- Born: February 18, 1896 Minsk, Russia
- Died: August 12, 1980 (aged 84)
- Education: City College of New York (B.A., 1917); Columbia University (M.A., 1920); Dropsie College (Ph.D., 1926)
- Alma mater: Jewish Theological Seminary; Columbia University; Dropsie College
- Occupations: Historian, rabb, editor
- Employer(s): Gratz College; Jewish Publication Society
- Known for: Research on Church–Jewish relations; Editor of the Jewish Publication Society; Author of The Church and the Jews in the 13th Century
- Notable work: The Church and the Jews in the 13th Century (1933); A History of the Jews (1947); History of Contemporary Jews (1960)
- Title: Editor, Jewish Publication Society (1939–1966)
- Spouse: Sophie Solomon (m. 1932–1980)

= Solomon Grayzel =

American historian

Solomon Grayzel (February 18, 1896 - August 12, 1980) was an American rabbi and Jewish historian who testified as an expert witness in Abington School District v. Schempp, the case that declared school-sponsored Bible reading in American public schools to be unconstitutional. Among other topics, his scholarly research focused on the relationship between the Vatican and the Jews, including A History of the Jews, The Church and the Jews in the XIIIth Century, and other scholarly essays and books on the topic.

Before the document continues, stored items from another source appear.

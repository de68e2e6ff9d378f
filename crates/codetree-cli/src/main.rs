//! Codetree CLI — produce a code tree artifact for a source repository.

use std::path::PathBuf;
use std::time::Instant;

use clap::{Parser, Subcommand};
use console::style;
use indicatif::{ProgressBar, ProgressStyle};

use codetree_core::artifact::write_artifact;
use codetree_core::config::AnalysisConfig;
use codetree_core::pipeline;

#[derive(Parser)]
#[command(
    name = "codetree",
    about = "Codetree - Map a repository's files, symbols and dependencies"
)]
struct Cli {
    #[command(subcommand)]
    command: Commands,
}

#[derive(Subcommand)]
enum Commands {
    /// Analyze a source tree and produce a code tree artifact
    Analyze {
        /// Path to the repository or source tree
        path: PathBuf,

        /// Output JSON file path
        #[arg(short, long)]
        output: Option<String>,

        /// Comma-separated extensions to include (default: all supported)
        #[arg(long)]
        include_ext: Option<String>,

        /// Additional glob patterns to exclude
        #[arg(long)]
        exclude: Vec<String>,

        /// Skip files larger than this many bytes
        #[arg(long, default_value = "1000000")]
        max_file_size: u64,

        /// Show per-phase timing breakdown
        #[arg(long)]
        verbose: bool,

        /// Suppress all output except errors
        #[arg(long)]
        quiet: bool,
    },
}

fn main() {
    let cli = Cli::parse();

    match cli.command {
        Commands::Analyze {
            path,
            output,
            include_ext,
            exclude,
            max_file_size,
            verbose,
            quiet,
        } => {
            let repo_path = path.canonicalize().unwrap_or(path);
            let repo_name = repo_path
                .file_name()
                .map(|n| n.to_string_lossy().to_string())
                .unwrap_or_else(|| "repo".to_string());

            let output_path = output.unwrap_or_else(|| format!("{repo_name}.codetree.json"));

            let include_extensions = include_ext.map(|l| {
                l.split(',')
                    .map(|s| s.trim().trim_start_matches('.').to_string())
                    .collect::<Vec<_>>()
            });

            let config = AnalysisConfig {
                target_root: repo_path.to_string_lossy().to_string(),
                include_extensions,
                ignore_patterns: exclude,
                max_file_size,
            };

            if quiet {
                run_quiet(&config, &output_path);
            } else {
                run_with_progress(&config, &output_path, verbose);
            }
        }
    }
}

fn run_quiet(config: &AnalysisConfig, output_path: &str) {
    match pipeline::build_code_tree(config, None) {
        Ok(artifact) => {
            if let Err(e) = write_artifact(&artifact, output_path) {
                eprintln!("Error writing output: {e}");
                std::process::exit(1);
            }
        }
        Err(e) => {
            eprintln!("Analysis failed: {e}");
            std::process::exit(1);
        }
    }
}

fn run_with_progress(config: &AnalysisConfig, output_path: &str, verbose: bool) {
    let pb = ProgressBar::new_spinner();
    pb.set_style(
        ProgressStyle::with_template("{spinner:.blue} {msg}")
            .unwrap()
            .tick_strings(&["⠋", "⠙", "⠹", "⠸", "⠼", "⠴", "⠦", "⠧", "⠇", "⠏"]),
    );
    pb.set_message("Initialising...");
    pb.enable_steady_tick(std::time::Duration::from_millis(80));

    let progress: pipeline::ProgressCallback = {
        let pb = pb.clone();
        Box::new(move |_name, label| {
            pb.set_message(label.to_string());
        })
    };

    let start = Instant::now();
    let artifact = match pipeline::build_code_tree(config, Some(progress)) {
        Ok(a) => a,
        Err(e) => {
            pb.finish_and_clear();
            eprintln!("Analysis failed: {e}");
            std::process::exit(1);
        }
    };
    pb.finish_and_clear();

    println!(
        "\n{}  Codetree: {}",
        style("✓").green().bold(),
        style(
            std::path::Path::new(&config.target_root)
                .file_name()
                .map(|n| n.to_string_lossy().to_string())
                .unwrap_or_default()
        )
        .bold()
    );
    println!(
        "  {:<14} {}",
        "Files:",
        artifact.stats.get("files").unwrap_or(&serde_json::json!(0))
    );
    println!(
        "  {:<14} {}",
        "Symbols:",
        artifact
            .stats
            .get("symbols")
            .unwrap_or(&serde_json::json!(0))
    );
    println!(
        "  {:<14} {}",
        "Dependencies:",
        artifact
            .stats
            .get("dependencyEdges")
            .unwrap_or(&serde_json::json!(0))
    );

    let duration = start.elapsed();
    println!(
        "  {:<14} {:.1}ms",
        "Duration:",
        duration.as_secs_f64() * 1000.0
    );

    if verbose {
        if let Some(serde_json::Value::Object(timings)) = artifact.metadata.get("phaseTimings") {
            println!("\n  Phase Timings:");
            for (phase, secs) in timings {
                if let Some(val) = secs.as_f64() {
                    println!("    {:<14} {:.1}ms", phase, val * 1000.0);
                }
            }
        }
    }

    if !artifact.diagnostics.is_empty() {
        println!(
            "\n  {} {} entries could not be fully processed:",
            style("!").yellow().bold(),
            artifact.diagnostics.len()
        );
        for note in &artifact.diagnostics {
            println!("   - {note}");
        }
    }

    if let Err(e) = write_artifact(&artifact, output_path) {
        eprintln!("Error writing output: {e}");
        std::process::exit(1);
    }

    println!(
        "\n  {} {}",
        style("Output written to:").green(),
        output_path
    );
}
//! Java analysis and resolution over the fixture tree.

mod common;

use common::*;

use codetree_core::config::{Confidence, ReferenceKind, SymbolKind};
use pretty_assertions::assert_eq;

#[test]
fn package_declaration_names_the_module() {
    let artifact = run_fixture("java_app");
    let app = file_entry(&artifact, "com/example/App.java");
    assert_eq!(app.symbols.qualified_name, "com.example");
    let class = child(&app.symbols, "App");
    assert_eq!(class.kind, SymbolKind::Class);
    assert_eq!(class.qualified_name, "com.example.App");
}

#[test]
fn methods_nest_under_types() {
    let artifact = run_fixture("java_app");
    let helper = file_entry(&artifact, "com/example/util/Helper.java");
    let class = child(&helper.symbols, "Helper");
    let method = child(class, "assist");
    assert_eq!(method.kind, SymbolKind::Method);
    assert_eq!(method.qualified_name, "com.example.util.Helper.assist");
}

#[test]
fn qualified_import_resolves_exactly() {
    let artifact = run_fixture("java_app");
    assert!(artifact.dependencies.iter().any(|e| {
        e.from == "com/example/App.java"
            && e.to == "com/example/util/Helper.java"
            && e.kind == ReferenceKind::Import
            && e.confidence == Confidence::Exact
    }));
}

#[test]
fn extends_clause_links_by_basename() {
    let artifact = run_fixture("java_app");
    assert!(artifact.dependencies.iter().any(|e| {
        e.from == "com/example/App.java"
            && e.to == "com/example/Base.java"
            && e.kind == ReferenceKind::Extends
            && e.confidence == Confidence::Heuristic
    }));
}

#[test]
fn no_parse_diagnostics_from_heuristic_scan() {
    let artifact = run_fixture("java_app");
    assert!(artifact
        .files
        .iter()
        .all(|f| f.parse_diagnostic.is_none()));
}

Grayzel was born on February 18, 1896, in Minsk, Belarus, then part of the Russian empire. He emigrated to the United States as an adolescent, settling in the Brownsville section of Brooklyn, New York, with his family in 1908.

Grayzel received a Bachelor of Arts degree from the City College of New York in 1917 and a Master of Arts degree in sociology from Columbia University in 1920. He received his semikhah (rabbinical ordination) from the Conservative Movement at the Jewish Theological Seminary of America in 1921, and earned a Ph.D. in history from Dropsie College in Philadelphia in 1926.

While working on his doctorate, Grayzel took his first and only full-time pulpit position at Congregation Beth El in Camden, New Jersey where he was the congregation's first rabbi when the new synagogue opened. He was the editor-in-chief of the Jewish Publication Society from 1939 to 1966.